That’s a nice flower, what’s it for?

A boy awaits the results of tests to determine if he has contracted polio.

By Mike Parry, regional Rotary Foundation coordinator for Wales, Ireland, Scotland, Isle of Man, northern and central England

As an RI representative on a World Health Organization post-polio outbreak surveillance audit in Ethiopia, I saw first-hand the front line difficulties experienced by doctors and local health workers. I also witnessed the very real fear of a child awaiting the result of tests to see if he had contracted polio. On my return to the United Kingdom, I was determined to be as involved as possible in supporting Rotary’s number one humanitarian project.

In the UK, we have a great fundraiser that has been supporting polio eradication and building awareness. I have had the pleasure of working with David Price, a former Ambassadorial Scholar and current member of the E-Club of London Centennial, to promote the sale of fabric crocus buttonholes. Since 2012 the high-quality fabric Rotary Crocuses have raised around £1.2 million (about $1.6 million) and been distributed in 15 countries.

A box of the fabric Crocuses.

The Crocus was chosen as the purple colour matched the dye painted on the fingers of children who have been immunised.

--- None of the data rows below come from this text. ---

use braid_core::config::BraidConfig;
use braid_core::evolution::{Braid, EvolutionError, GenerationMode};
use braid_core::exchange::{ExchangeError, InProcessEndpoint, Message};
use braid_core::grammar::{Grammar, GrammarBuilder};
use std::sync::Arc;
use std::sync::atomic::{AtomicUsize, Ordering};

/// `<start> ::= <C:S:login> (<C:S:query> <S:C:answer>)+ <C:S:logout>`
fn service_grammar() -> Grammar {
    let mut b = GrammarBuilder::new();
    let login = b.message("login", "C", Some("S"));
    let query = b.message("query", "C", Some("S"));
    let answer = b.message("answer", "S", Some("C"));
    let turn = b.concat(vec![query, answer]);
    let turns = b.plus(turn);
    let logout = b.message("logout", "C", Some("S"));
    let body = b.concat(vec![login, turns, logout]);
    b.rule("start", body);
    let user = b.text("USER guest\n");
    b.rule("login", user);
    let get = b.text("GET ");
    let key = b.char_set("xyz".chars());
    let nl = b.text("\n");
    let query_body = b.concat(vec![get, key, nl]);
    b.rule("query", query_body);
    let found = b.text("FOUND\n");
    let missing = b.text("MISSING\n");
    let answer_body = b.alt(vec![found, missing]);
    b.rule("answer", answer_body);
    let bye = b.text("BYE\n");
    b.rule("logout", bye);
    b.build().expect("service grammar builds")
}

fn client_config() -> BraidConfig {
    let mut config = BraidConfig::default();
    config.evolution.seed = Some(5);
    config.io.local_parties = vec!["C".to_string()];
    config.io.timeout_ms = 1000;
    config
}

#[test]
fn every_item_is_one_complete_exchange() {
    let grammar = service_grammar();
    let queries = Arc::new(AtomicUsize::new(0));
    let counter = Arc::clone(&queries);
    let mut endpoint = InProcessEndpoint::new(move |message: Message| {
        if message.payload.starts_with(b"GET x") {
            counter.fetch_add(1, Ordering::Relaxed);
            Ok(vec![Message::new("S", Some("C"), "FOUND\n")])
        } else if message.payload.starts_with(b"GET ") {
            counter.fetch_add(1, Ordering::Relaxed);
            Ok(vec![Message::new("S", Some("C"), "MISSING\n")])
        } else {
            Ok(Vec::new())
        }
    });
    let mut braid = Braid::new(grammar.clone(), Vec::new(), &client_config()).expect("engine builds");

    let exchanges: Vec<_> = braid
        .generate(GenerationMode::Io(&mut endpoint))
        .take(4)
        .collect::<Result<_, EvolutionError>>()
        .expect("every round completes");

    let mut answered = 0;
    for tree in &exchanges {
        assert!(grammar.validate(tree).is_ok(), "Exchange must derive from the grammar");
        let msgs = tree.protocol_msgs();
        assert_eq!(msgs.first().map(|m| m.payload.as_slice()), Some(&b"USER guest\n"[..]));
        assert_eq!(msgs.last().map(|m| m.payload.as_slice()), Some(&b"BYE\n"[..]));
        for pair in msgs[1..msgs.len() - 1].chunks(2) {
            assert_eq!(pair[0].sender, "C");
            assert_eq!(pair[1].sender, "S");
            let expected: &[u8] = if pair[0].payload.starts_with(b"GET x") {
                b"FOUND\n"
            } else {
                b"MISSING\n"
            };
            assert_eq!(pair[1].payload, expected);
            answered += 1;
        }
    }
    assert_eq!(answered, queries.load(Ordering::Relaxed));
}

#[test]
fn hung_endpoint_fails_the_round_but_not_the_run() {
    let mut config = client_config();
    config.io.timeout_ms = 20;
    let mut silent = InProcessEndpoint::new(|_| Ok(Vec::new()));
    let mut braid = Braid::new(service_grammar(), Vec::new(), &config).expect("engine builds");
    let results: Vec<_> = braid.generate(GenerationMode::Io(&mut silent)).take(2).collect();
    assert_eq!(results.len(), 2, "The sequence continues after a timeout");
    for result in results {
        assert!(matches!(
            result,
            Err(EvolutionError::Exchange(ExchangeError::Timeout(_)))
        ));
    }
}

As members of the Crocus Buttonhole Project Team, we have built upon the original idea of Lynne Mitchell, a past district governor. Fabric crocus buttonholes are offered to members of the public in return for a donation. Each Crocus comes on an information card which tells the story of the eradication programme and Rotary’s pivotal role in it. It provides the wearer with the answer to the question “that’s a nice flower, what’s it for?”

Every year, some 500 clubs take part and each distribute around 100 crocuses through street collections and club events, raising over £100,000 (about $132,000).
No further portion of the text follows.